PROBLEM DETAILS » Find how many lines below mention "responses". Nothing but the number is needed.

------ DATA SUPPLIED

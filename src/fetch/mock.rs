//! Scripted fetcher for tests.

use async_trait::async_trait;
use std::collections::{HashMap, HashSet};
use std::sync::Mutex;

use crate::models::AuthorRecord;

use super::{AuthorFetcher, FetchError};

/// A scripted response step.
pub enum MockStep {
    Ok(AuthorRecord),
    Err(FetchError),
    /// Never completes; exercises the per-author time budget.
    Hang,
}

/// A fetcher that replays scripted responses per scholar id.
///
/// Each call pops the next step scripted for that id. Running out of steps is
/// a test bug and surfaces as [`FetchError::Api`].
#[derive(Default)]
pub struct MockFetcher {
    scripts: Mutex<HashMap<String, Vec<MockStep>>>,
    attempts: Mutex<Vec<String>>,
    rotations: Mutex<u32>,
    skip_ids_seen: Mutex<Vec<HashSet<String>>>,
}

impl MockFetcher {
    pub fn new() -> Self {
        Self::default()
    }

    /// Script the next responses for an id, in call order.
    pub fn script(&self, scholar_id: &str, steps: Vec<MockStep>) {
        let mut scripts = self.scripts.lock().unwrap();
        let entry = scripts.entry(scholar_id.to_string()).or_default();
        // Steps are popped from the back.
        for step in steps.into_iter().rev() {
            entry.push(step);
        }
    }

    /// Ids attempted so far, one entry per fetch call.
    pub fn attempts(&self) -> Vec<String> {
        self.attempts.lock().unwrap().clone()
    }

    pub fn attempts_for(&self, scholar_id: &str) -> usize {
        self.attempts
            .lock()
            .unwrap()
            .iter()
            .filter(|id| id.as_str() == scholar_id)
            .count()
    }

    pub fn rotations(&self) -> u32 {
        *self.rotations.lock().unwrap()
    }

    /// The skip hint passed to each fetch call.
    pub fn skip_ids_seen(&self) -> Vec<HashSet<String>> {
        self.skip_ids_seen.lock().unwrap().clone()
    }
}

#[async_trait]
impl AuthorFetcher for MockFetcher {
    async fn fetch_author(
        &self,
        scholar_id: &str,
        skip_pub_ids: &HashSet<String>,
    ) -> Result<AuthorRecord, FetchError> {
        self.attempts.lock().unwrap().push(scholar_id.to_string());
        self.skip_ids_seen.lock().unwrap().push(skip_pub_ids.clone());

        let step = {
            let mut scripts = self.scripts.lock().unwrap();
            scripts.get_mut(scholar_id).and_then(|steps| steps.pop())
        };

        match step {
            Some(MockStep::Ok(author)) => Ok(author),
            Some(MockStep::Err(err)) => Err(err),
            Some(MockStep::Hang) => {
                std::future::pending::<()>().await;
                unreachable!()
            }
            None => Err(FetchError::Api(format!("no scripted response for {}", scholar_id))),
        }
    }

    async fn rotate_identity(&self) {
        *self.rotations.lock().unwrap() += 1;
    }
}

/// Minimal author record for tests.
pub fn make_author(scholar_id: &str, titles: &[&str]) -> AuthorRecord {
    let mut author = AuthorRecord::new(scholar_id);
    author.name = Some(format!("Author {}", scholar_id));
    author.publications = titles
        .iter()
        .enumerate()
        .map(|(i, title)| {
            crate::models::PublicationBuilder::new(format!("{}:{}", scholar_id, i))
                .title(*title)
                .build()
        })
        .collect();
    author
}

------------

RESULT » 2